Chaque casier d’équipement était pourvu d’instruments d’électronique. Ce n’était pas de la haute technologie, mais Talwyn dut s’en accommoder pour modifier le Magnéto-Filet selon les plans du Terachnoïde. Elle démonta son extracteur de Lokis pour en récupérer certains composants, et les assembler dans le lanceur.

Alors qu’elle travaillait, sa vision virtuelle l’inondait de rapports : avancée des réparations, situation au niveau de l’Arche, évacuation du personnel, avancée des émeutes dans les rues, sans oublier la flotte Loki qui semblait gagner du terrain… Elle fut tentée de désactiver les alertes pour rester concentrée, mais si jamais quelque chose d’encore plus grave arrivait ? L’incertitude la minait plus que la brûlure de ses muscles endoloris, et elle dut s’y reprendre à plusieurs fois lorsque ses doigts tremblants laissaient échapper les outils. Les remarques acides de l’inspecteur ne l’aidaient pas…

— Maintenant, reliez le répartiteur au mécanisme d’ionisation du Raritanium, poursuivait-il, imperturbable. Non, le fil rouge !


Une énorme explosion suivie d’une cascade de verre brisé interrompit Talwyn dans son travail. Cela venait de l’Arche ! La Markazienne lâcha ses outils et retourna vers la fenêtre, se servant de ses lentilles pour zoomer sur la scène.

La passerelle avait été disloquée, son centre remplacé par un trou béant et fumant. Les poutrelles de support ployaient déjà sous son poids, et les épais câbles d’acier lâchaient les uns après les autres. La surface vitrée enveloppant le dessous de la structure s’effritait à mesure que cette dernière s’affaissait. Sous une pluie d’éclats scintillants, Rhivan était suspendu d’une main à un câble en acier rompu, comme au bout d’une liane, presque trois cents mètres au-dessus de la jeune femme.

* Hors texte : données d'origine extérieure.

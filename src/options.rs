//! Generation Options - Raw Parameters And The Validated Request

use serde::{Deserialize, Serialize};
use std::fmt;
use std::path::PathBuf;

use crate::validation::ValidationViolation;
use crate::DEFAULT_FILE_PREFIX;

/// OpenAPI schema version of the serialized output.
#[derive(Debug, Clone, Copy, Default, Serialize, Deserialize, PartialEq, Eq)]
pub enum SpecVersion {
    #[serde(rename = "2.0")]
    V2,
    #[default]
    #[serde(rename = "3.0")]
    V3,
}

impl SpecVersion {
    /// Case-insensitive match against the recognized tokens.
    pub fn from_token(token: &str) -> Option<Self> {
        match token.trim().to_ascii_lowercase().as_str() {
            "2.0" => Some(Self::V2),
            "3.0" => Some(Self::V3),
            _ => None,
        }
    }

    pub fn token(&self) -> &'static str {
        match self {
            Self::V2 => "2.0",
            Self::V3 => "3.0",
        }
    }
}

impl fmt::Display for SpecVersion {
    fn fmt(&self, f: &mut fmt::Formatter<'_>) -> fmt::Result {
        f.write_str(self.token())
    }
}

#[derive(Debug, Clone, Copy, Default, Serialize, Deserialize, PartialEq, Eq)]
pub enum OutputFormat {
    #[default]
    Json,
    Yaml,
}

impl OutputFormat {
    pub fn from_token(token: &str) -> Option<Self> {
        match token.trim().to_ascii_lowercase().as_str() {
            "json" => Some(Self::Json),
            "yaml" => Some(Self::Yaml),
            _ => None,
        }
    }

    /// Canonical name, also used as the output file extension.
    pub fn name(&self) -> &'static str {
        match self {
            Self::Json => "Json",
            Self::Yaml => "Yaml",
        }
    }
}

impl fmt::Display for OutputFormat {
    fn fmt(&self, f: &mut fmt::Formatter<'_>) -> fmt::Result {
        f.write_str(self.name())
    }
}

/// Parameters as handed over by the host, before any checking.
#[derive(Debug, Clone, Serialize, Deserialize)]
#[serde(rename_all = "camelCase")]
pub struct GenerationParameters {
    #[serde(default)]
    pub document_version: String,
    #[serde(default)]
    pub assembly_paths: Vec<PathBuf>,
    #[serde(default)]
    pub documentation_paths: Vec<PathBuf>,
    #[serde(default)]
    pub description: Option<String>,
    #[serde(default)]
    pub output_dir: Option<PathBuf>,
    #[serde(default = "default_spec_version_token")]
    pub spec_version: String,
    #[serde(default = "default_file_prefix")]
    pub file_prefix: String,
    #[serde(default = "default_format_token")]
    pub format: String,
}

fn default_spec_version_token() -> String { "3.0".to_string() }
fn default_file_prefix() -> String { DEFAULT_FILE_PREFIX.to_string() }
fn default_format_token() -> String { "JSON".to_string() }

impl Default for GenerationParameters {
    fn default() -> Self {
        Self {
            document_version: String::new(),
            assembly_paths: vec![],
            documentation_paths: vec![],
            description: None,
            output_dir: None,
            spec_version: default_spec_version_token(),
            file_prefix: default_file_prefix(),
            format: default_format_token(),
        }
    }
}

/// A fully validated request. Only [`crate::InputValidator`] builds one from
/// host parameters.
#[derive(Debug, Clone, Serialize, Deserialize)]
#[serde(rename_all = "camelCase")]
pub struct GenerationRequest {
    pub document_version: String,
    pub assembly_paths: Vec<PathBuf>,
    pub documentation_paths: Vec<PathBuf>,
    #[serde(default)]
    pub description: Option<String>,
    pub output_dir: PathBuf,
    pub spec_version: SpecVersion,
    pub file_prefix: String,
    pub format: OutputFormat,
    /// Non-blocking findings recorded while validating.
    #[serde(default)]
    pub warnings: Vec<ValidationViolation>,
}

impl GenerationRequest {
    /// The description to stamp on every document, if one was really given.
    pub fn effective_description(&self) -> Option<&str> {
        self.description.as_deref().filter(|d| !d.is_empty())
    }

    /// `{prefix}.{title}.{format}`, or `{prefix}.{format}` for an untitled variant.
    pub fn file_name(&self, variant_title: &str) -> String {
        if variant_title.is_empty() {
            format!("{}.{}", self.file_prefix, self.format.name())
        } else {
            format!("{}.{}.{}", self.file_prefix, variant_title, self.format.name())
        }
    }
}

#[cfg(test)]
mod tests {
    use super::*;

    fn request(prefix: &str, format: OutputFormat) -> GenerationRequest {
        GenerationRequest {
            document_version: "V1".to_string(),
            assembly_paths: vec![],
            documentation_paths: vec![],
            description: None,
            output_dir: PathBuf::from("/out"),
            spec_version: SpecVersion::V3,
            file_prefix: prefix.to_string(),
            format,
            warnings: vec![],
        }
    }

    #[test]
    fn test_spec_version_tokens() {
        assert_eq!(SpecVersion::from_token("2.0"), Some(SpecVersion::V2));
        assert_eq!(SpecVersion::from_token(" 3.0 "), Some(SpecVersion::V3));
        assert_eq!(SpecVersion::from_token("3.1"), None);
        assert_eq!(SpecVersion::from_token(""), None);
    }

    #[test]
    fn test_format_tokens_case_insensitive() {
        assert_eq!(OutputFormat::from_token("JSON"), Some(OutputFormat::Json));
        assert_eq!(OutputFormat::from_token("yAmL"), Some(OutputFormat::Yaml));
        assert_eq!(OutputFormat::from_token("xml"), None);
    }

    #[test]
    fn test_file_name_with_and_without_title() {
        let req = request("Doc", OutputFormat::Json);
        assert_eq!(req.file_name("internal"), "Doc.internal.Json");
        assert_eq!(req.file_name(""), "Doc.Json");

        let req = request("OpenApiDocument", OutputFormat::Yaml);
        assert_eq!(req.file_name("v1"), "OpenApiDocument.v1.Yaml");
    }

    #[test]
    fn test_empty_description_is_not_supplied() {
        let mut req = request("Doc", OutputFormat::Json);
        assert_eq!(req.effective_description(), None);
        req.description = Some(String::new());
        assert_eq!(req.effective_description(), None);
        req.description = Some("Public API".to_string());
        assert_eq!(req.effective_description(), Some("Public API"));
    }

    #[test]
    fn test_parameter_defaults() {
        let params: GenerationParameters = serde_json::from_str("{}").unwrap();
        assert_eq!(params.spec_version, "3.0");
        assert_eq!(params.format, "JSON");
        assert_eq!(params.file_prefix, "OpenApiDocument");
    }
}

Une lueur violette illumina le verre, et Wencalas émergea lentement de la brèche, flottant nonchalamment dans le vide pour rejoindre le Lombax.

— Il faut toujours que vous sachiez voler, hein ? grogna-t-il. J’ai l’air de quoi, maintenant ?


Le vétéran agita sa clé, qu’il tenait fermement dans son autre main. Wencalas pencha légèrement la tête, et sourit.

— Le mutisme aussi, c’est récurrent. Quoique je préfère toujours ça aux menaces ringardes.


« Je dois faire quelque chose. »

Le regard de Talwyn se posa sur le râtelier, à la recherche de n’importe-quoi pouvant l’aider, et s’arrêta sur un Frappeur Plasma. Une arme tirant des pointes métalliques à haute vélocité. Impossible à parer.

La Markazienne s’empara de l’arbalète, et retourna près de la fenêtre. Sans être une tireuse d’élite, elle savait viser de loin. Elle posa un genou à terre et colla son œil sur la lunette à scanner biométrique. L’angle était mauvais, et Rhivan lui bloquait la vue. Mais la tête de Wencalas était parfaitement visible. Son doigt pressa lentement la gâchette…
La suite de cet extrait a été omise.